● **AIM OF THE TASK**
Each line in the entries below that holds the string "Creates" is to be listed.

● **DATA EXTRACTS**
//! Mock collaborators and stages for testing.

use async_trait::async_trait;
use parking_lot::Mutex;
use std::collections::VecDeque;
use std::sync::Arc;

use crate::context::PipelineContext;
use crate::core::StageOutput;
use crate::errors::{GenflowError, ModelError};
use crate::model::ModelClient;
use crate::stages::Stage;

/// A model client that replays a script of responses and errors.
///
/// Once the script runs out it returns the fallback response, or an
/// unclassified error when none is set.
#[derive(Debug, Default)]
pub struct ScriptedModelClient {
    script: Mutex<VecDeque<Result<String, ModelError>>>,
    fallback: Option<String>,
    prompts: Mutex<Vec<String>>,
    model_ids: Mutex<Vec<String>>,
}

impl ScriptedModelClient {
    /// Creates a client with an empty script.
    #[must_use]
    pub fn new() -> Self {
        Self::default()
    }

    /// Appends a successful response.
    #[must_use]
    pub fn with_response(self, response: impl Into<String>) -> Self {
        self.push_response(response);
        self
    }

    /// Appends a failure.
    #[must_use]
    pub fn with_error(self, error: ModelError) -> Self {
        self.push_error(error);
        self
    }

    /// Sets the response returned once the script is exhausted.
    #[must_use]
    pub fn with_fallback(mut self, response: impl Into<String>) -> Self {
        self.fallback = Some(response.into());
        self
    }

    /// Appends a successful response.
    pub fn push_response(&self, response: impl Into<String>) {
        self.script.lock().push_back(Ok(response.into()));
    }

    /// Appends a failure.
    pub fn push_error(&self, error: ModelError) {
        self.script.lock().push_back(Err(error));
    }

    /// Returns the number of completions requested.
    #[must_use]
    pub fn calls(&self) -> usize {
        self.prompts.lock().len()
    }

    /// Returns every prompt received, in order.
    #[must_use]
    pub fn prompts(&self) -> Vec<String> {
        self.prompts.lock().clone()
    }

    /// Returns every model id requested, in order.
    #[must_use]
    pub fn model_ids(&self) -> Vec<String> {
        self.model_ids.lock().clone()
    }
}

#[async_trait]
impl ModelClient for ScriptedModelClient {
    async fn complete(&self, prompt: &str, model_id: &str) -> Result<String, ModelError> {
        self.prompts.lock().push(prompt.to_string());
        self.model_ids.lock().push(model_id.to_string());

        let next = self.script.lock().pop_front();
        match next {
            Some(result) => result,
            None => self
                .fallback
                .clone()
                .ok_or_else(|| ModelError::other("script exhausted")),
        }
    }
}

/// A mock stage that records calls and returns a configurable output.
#[derive(Debug)]
pub struct MockStage {
    id: String,
    output: Mutex<StageOutput>,
    call_count: Mutex<usize>,
}

impl MockStage {
    /// Creates a new mock stage with a success output.
    #[must_use]
    pub fn new(id: impl Into<String>) -> Self {
        Self {
            id: id.into(),
            output: Mutex::new(StageOutput::ok_empty()),
            call_count: Mutex::new(0),
        }
    }

    /// Sets the output to return.
    #[must_use]
    pub fn with_output(self, output: StageOutput) -> Self {
        *self.output.lock() = output;
        self
    }

    /// Sets the output to return.
    pub fn set_output(&self, output: StageOutput) {
        *self.output.lock() = output;
    }

    /// Returns the number of times the stage was called.
    #[must_use]
    pub fn call_count(&self) -> usize {
        *self.call_count.lock()
    }
}

#[async_trait]
impl Stage for MockStage {
    fn id(&self) -> &str {
        &self.id
    }

    async fn run(&self, _ctx: &PipelineContext) -> Result<StageOutput, GenflowError> {
        *self.call_count.lock() += 1;
        Ok(self.output.lock().clone())
    }
}

/// A stage that fails.
#[derive(Debug)]
pub struct FailingStage {
    id: String,
    error: String,
    raise: bool,
}

impl FailingStage {
    /// Creates a stage returning a failed output.
    #[must_use]
    pub fn new(id: impl Into<String>, error: impl Into<String>) -> Self {
        Self {
            id: id.into(),
            error: error.into(),
            raise: false,
        }
    }

    /// Creates a stage returning an unclassified error.
    #[must_use]
    pub fn raising(id: impl Into<String>, error: impl Into<String>) -> Self {
        Self {
            id: id.into(),
            error: error.into(),
            raise: true,
        }
    }
}

#[async_trait]
impl Stage for FailingStage {
    fn id(&self) -> &str {
        &self.id
    }

    async fn run(&self, _ctx: &PipelineContext) -> Result<StageOutput, GenflowError> {
        if self.raise {
            Err(GenflowError::Internal(self.error.clone()))
        } else {
            Ok(StageOutput::fail(&self.error))
        }
    }
}

/// A stage that raises scripted model errors before succeeding.
#[derive(Debug)]
pub struct FlakyStage {
    id: String,
    errors: Mutex<VecDeque<ModelError>>,
    call_count: Mutex<usize>,
}

impl FlakyStage {
    /// Creates a stage that succeeds immediately.
    #[must_use]
    pub fn new(id: impl Into<String>) -> Self {
        Self {
            id: id.into(),
            errors: Mutex::new(VecDeque::new()),
            call_count: Mutex::new(0),
        }
    }

    /// Queues an error for the next call.
    #[must_use]
    pub fn fail_with(self, error: ModelError) -> Self {
        self.errors.lock().push_back(error);
        self
    }

    /// Queues `times` copies of an error.
    #[must_use]
    pub fn fail_times(self, times: usize, error: &ModelError) -> Self {
        self.errors
            .lock()
            .extend(std::iter::repeat(error.clone()).take(times));
        self
    }

    /// Returns the number of times the stage was called.
    #[must_use]
    pub fn call_count(&self) -> usize {
        *self.call_count.lock()
    }
}

#[async_trait]
impl Stage for FlakyStage {
    fn id(&self) -> &str {
        &self.id
    }

    async fn run(&self, _ctx: &PipelineContext) -> Result<StageOutput, GenflowError> {
        let call = {
            let mut count = self.call_count.lock();
            *count += 1;
            *count
        };
        let next = self.errors.lock().pop_front();
        match next {
            Some(err) => Err(err.into()),
            None => Ok(StageOutput::ok_value("calls", serde_json::json!(call))),
        }
    }
}

/// A stage that appends its id to a shared log.
#[derive(Debug)]
pub struct RecordingStage {
    id: String,
    log: Arc<Mutex<Vec<String>>>,
}

impl RecordingStage {
    /// Creates a stage writing into `log`.
    #[must_use]
    pub fn new(id: impl Into<String>, log: Arc<Mutex<Vec<String>>>) -> Self {
        Self { id: id.into(), log }
    }
}

#[async_trait]
impl Stage for RecordingStage {
    fn id(&self) -> &str {
        &self.id
    }

    async fn run(&self, ctx: &PipelineContext) -> Result<StageOutput, GenflowError> {
        self.log.lock().push(self.id.clone());
        ctx.set_data(format!("{}.ran", self.id), serde_json::json!(true));
        Ok(StageOutput::ok_value("position", serde_json::json!(self.log.lock().len())))
    }
}

#[cfg(test)]
mod tests {
    use super::*;
    use crate::model::DisabledModelClient;

    fn ctx() -> PipelineContext {
        PipelineContext::new(Arc::new(DisabledModelClient))
    }

    #[tokio::test]
    async fn test_scripted_client_replays_in_order() {
        let client = ScriptedModelClient::new()
            .with_error(ModelError::timeout("t"))
            .with_response("ok")
            .with_fallback("again");

        assert!(client.complete("a", "m1").await.is_err());
        assert_eq!(client.complete("b", "m2").await.unwrap(), "ok");
        assert_eq!(client.complete("c", "m3").await.unwrap(), "again");
        assert_eq!(client.prompts(), vec!["a", "b", "c"]);
        assert_eq!(client.model_ids(), vec!["m1", "m2", "m3"]);
    }

    #[tokio::test]
    async fn test_scripted_client_without_fallback() {
        let err = ScriptedModelClient::new().complete("a", "m").await.unwrap_err();
        assert!(!err.kind().is_retryable());
    }

    #[tokio::test]
    async fn test_mock_stage() {
        let stage = MockStage::new("test");
        let ctx = ctx();

        assert!(stage.run(&ctx).await.unwrap().is_success());
        stage.set_output(StageOutput::fail("error"));
        assert!(stage.run(&ctx).await.unwrap().is_failure());
        assert_eq!(stage.call_count(), 2);
    }

    #[tokio::test]
    async fn test_failing_stage() {
        let ctx = ctx();
        assert!(FailingStage::new("f", "bad").run(&ctx).await.unwrap().is_failure());
        assert!(!FailingStage::raising("f", "bad").run(&ctx).await.unwrap_err().is_retryable());
    }

    #[tokio::test]
    async fn test_flaky_stage() {
        let stage = FlakyStage::new("flaky").fail_times(2, &ModelError::service_unavailable("503"));
        let ctx = ctx();

        assert!(stage.run(&ctx).await.unwrap_err().is_retryable());
        assert!(stage.run(&ctx).await.is_err());
        let output = stage.run(&ctx).await.unwrap();
        assert_eq!(output.get("calls"), Some(&serde_json::json!(3)));
    }

    #[tokio::test]
    async fn test_recording_stage() {
        let log = Arc::new(Mutex::new(Vec::new()));
        let ctx = ctx();

        RecordingStage::new("a", log.clone()).run(&ctx).await.unwrap();
        RecordingStage::new("b", log.clone()).run(&ctx).await.unwrap();

        assert_eq!(*log.lock(), vec!["a", "b"]);
        assert_eq!(ctx.get_data("b.ran"), Some(serde_json::json!(true)));
    }
}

● **SOLUTION FOR THIS PROBLEM**
    /// Creates a client with an empty script.
    /// Creates a new mock stage with a success output.
    /// Creates a stage returning a failed output.
    /// Creates a stage returning an unclassified error.
    /// Creates a stage that succeeds immediately.
    /// Creates a stage writing into `log`.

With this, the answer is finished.